What manner of man Sir Bartle was may be divined from a letter to him written by Colonel W. F. Marriott, one of the secretaries of the Bombay Government, at the time of his leaving Bombay:—
“The scene of your departure stirred me much. That bright evening, the crowd on the pier and shore as the boat put off, the music from the Octavia, as the band played ‘Auld Lang Syne’ as we passed, were all typical and impressive by association of ideas. But it was not a shallow sympathy with which I took in all the circumstances. I could divine some of your thoughts. If I felt like Sir Bedivere, left behind ‘among new men, strange faces, other minds,’ you must have felt in some degree like King Arthur in the barge, ‘I have lived my life, and that which I have done may He Himself make pure.’ I do not doubt that you felt that all this ‘mouth honour’ is only worth so far as it is the seal of one’s own approving conscience, and though you could accept it freely as deserved from their lips, yet at that hour you judged your own work hardly. You measured the palpable results with your conceptions and hopes, and were inclined to say, ‘I am no better than my fathers.’ But I, judging now calmly and critically, feel—I may say, see—that though the things that seem to have failed be amongst those for which you have taken most pains, yet they are small things compared with the work which has not failed. You have made an impression of earnest human sympathy with the people of this country, which will deepen and expand, so that it will be felt as a perpetual witness against any narrower and less noble conception of our relation to them, permanently raising the moral standard of highest policy towards them; and your name will become a traditional embodiment of a good governor.”[24]

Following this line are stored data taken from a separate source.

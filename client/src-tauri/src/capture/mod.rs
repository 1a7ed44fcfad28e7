//! Capture Module
//!
//! Native screen capture (`scap`) and webcam capture (`nokhwa`).
//! Provides source enumeration, frame capture, and color space conversion to I420.

pub mod capturer;
pub mod convert;
pub mod source;
pub mod webcam;

use serde::{Deserialize, Serialize};
use thiserror::Error;

/// Capture-related errors.
#[derive(Error, Debug)]
#[allow(dead_code)]
pub enum CaptureError {
    #[error("No capture sources available")]
    NoSources,
    #[error("Source not found: {0}")]
    SourceNotFound(String),
    #[error("Capture not supported on this platform")]
    NotSupported,
    #[error("Permission denied for screen capture")]
    PermissionDenied,
    #[error("Capture already running")]
    AlreadyRunning,
    #[error("Capture not running")]
    NotRunning,
    #[error("Capture error: {0}")]
    Internal(String),
}

/// Type of capture source.
#[derive(Debug, Clone, Serialize, Deserialize, PartialEq, Eq)]
#[serde(rename_all = "lowercase")]
pub enum CaptureSourceType {
    Monitor,
    Window,
}

/// A capture source (monitor or window) with optional thumbnail.
#[derive(Debug, Clone, Serialize, Deserialize)]
pub struct CaptureSource {
    /// Unique identifier for this source.
    pub id: String,
    /// Human-readable name (monitor name or window title).
    pub name: String,
    /// Source type.
    pub source_type: CaptureSourceType,
    /// Base64-encoded PNG thumbnail (~200px wide), if available.
    pub thumbnail: Option<String>,
    /// Whether this is the primary monitor.
    pub is_primary: bool,
}

/// A raw I420 (YUV 4:2:0 planar) frame ready for encoding.
#[allow(dead_code)]
pub struct I420Frame {
    /// Y plane data.
    pub y: Vec<u8>,
    /// U plane data (quarter resolution).
    pub u: Vec<u8>,
    /// V plane data (quarter resolution).
    pub v: Vec<u8>,
    /// Frame width in pixels.
    pub width: u32,
    /// Frame height in pixels.
    pub height: u32,
}
//! Meshtalk Voice — native Tauri backend for the mesh voice/video core.

mod audio;
mod capture;
mod commands;
mod consts;
mod device;
mod error;
mod fanout;
mod media;
mod peer;
mod session;
mod signaling;
mod stats;
mod track_demux;
mod video;

use std::sync::Arc;

use tauri::{AppHandle, Emitter, Manager};
use tokio::sync::RwLock;

use session::VoiceCore;
use session::CoreNotification;
use signaling::transport::WebSocketTransport;

/// Application state shared across commands: the signaling transport and
/// the voice core built on top of it, both `None` until
/// `connect_voice_gateway` is called. Held separately from `VoiceCore`
/// because the commands layer needs `WebSocketTransport::disconnect`, which
/// is not part of the `SignalingTransport` trait object `VoiceCore` holds.
pub struct AppState {
    pub transport: RwLock<Option<Arc<WebSocketTransport>>>,
    pub core: RwLock<Option<Arc<VoiceCore>>>,
}

impl AppState {
    fn new() -> Self {
        Self { transport: RwLock::new(None), core: RwLock::new(None) }
    }
}

/// Re-emit a [`CoreNotification`] as a Tauri event the frontend subscribes to.
fn forward_notification(app: &AppHandle, notification: CoreNotification) {
    let (event, payload) = match notification {
        CoreNotification::ConnectionState(cs) => ("voice:connection_state", serde_json::to_value(cs)),
        CoreNotification::UserNotice { peer_id, message } => (
            "voice:user_notice",
            serde_json::to_value(serde_json::json!({"peerId": peer_id, "message": message})),
        ),
        CoreNotification::ParticipantsChanged => ("voice:participants_changed", Ok(serde_json::Value::Null)),
        CoreNotification::SpeakingChanged => ("voice:speaking_changed", Ok(serde_json::Value::Null)),
        CoreNotification::TrackUpdated { peer_id, kind } => (
            "voice:track_updated",
            serde_json::to_value(serde_json::json!({"peerId": peer_id, "kind": kind})),
        ),
        CoreNotification::SessionReplaced(reason) => ("voice:session_replaced", serde_json::to_value(reason)),
    };
    if let Ok(payload) = payload {
        let _ = app.emit(event, payload);
    }
}

/// Run the Tauri application.
pub fn run() {
    tauri::Builder::default()
        .plugin(tauri_plugin_global_shortcut::Builder::new().build())
        .setup(|app| {
            tracing_subscriber::fmt()
                .with_env_filter(
                    tracing_subscriber::EnvFilter::try_from_default_env()
                        .unwrap_or_else(|_| "meshtalk_voice=debug".into()),
                )
                .init();

            tracing::info!("meshtalk voice core starting");

            app.manage(AppState::new());

            Ok(())
        })
        .invoke_handler(tauri::generate_handler![
            // Gateway connection
            commands::websocket::connect_voice_gateway,
            commands::websocket::disconnect_voice_gateway,
            commands::websocket::voice_gateway_status,
            // Voice session
            commands::voice::join_voice,
            commands::voice::leave_voice,
            commands::voice::set_mute,
            commands::voice::set_deafen,
            commands::voice::set_voice_mode,
            commands::voice::set_ptt_active,
            commands::voice::set_input_sensitivity,
            commands::voice::set_user_volume,
            commands::voice::moderate_voice_state,
            commands::voice::get_voice_snapshot,
            commands::voice::get_voice_stats,
            // Devices
            commands::voice::get_audio_devices,
            commands::voice::set_input_device,
            commands::voice::set_output_device,
            commands::voice::start_mic_test,
            commands::voice::stop_mic_test,
            commands::voice::get_mic_level,
            // Camera
            commands::webcam::start_camera,
            commands::webcam::stop_camera,
            commands::webcam::enumerate_webcam_devices_cmd,
            // Screen share
            commands::screen_share::enumerate_capture_sources,
            commands::screen_share::start_screen_share,
            commands::screen_share::stop_screen_share,
            commands::screen_share::watch_stream,
            commands::screen_share::stop_watching,
        ])
        .run(tauri::generate_context!())
        .expect("error while running tauri application");
}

Frere had seen that the filthy condition of many of the roads, after the passing of animals and the failure to cleanse from manure, was of itself a source of poison, though the relation between garbage and disease-bearing flies was then less commonly understood, and he was never tired of urging the making of decent roads; but this, he knew, was only a very small part of the improvements needed.
His correspondence with Miss Nightingale began in 1867, and in that and the five following years they exchanged about one hundred letters, chiefly on sanitary questions.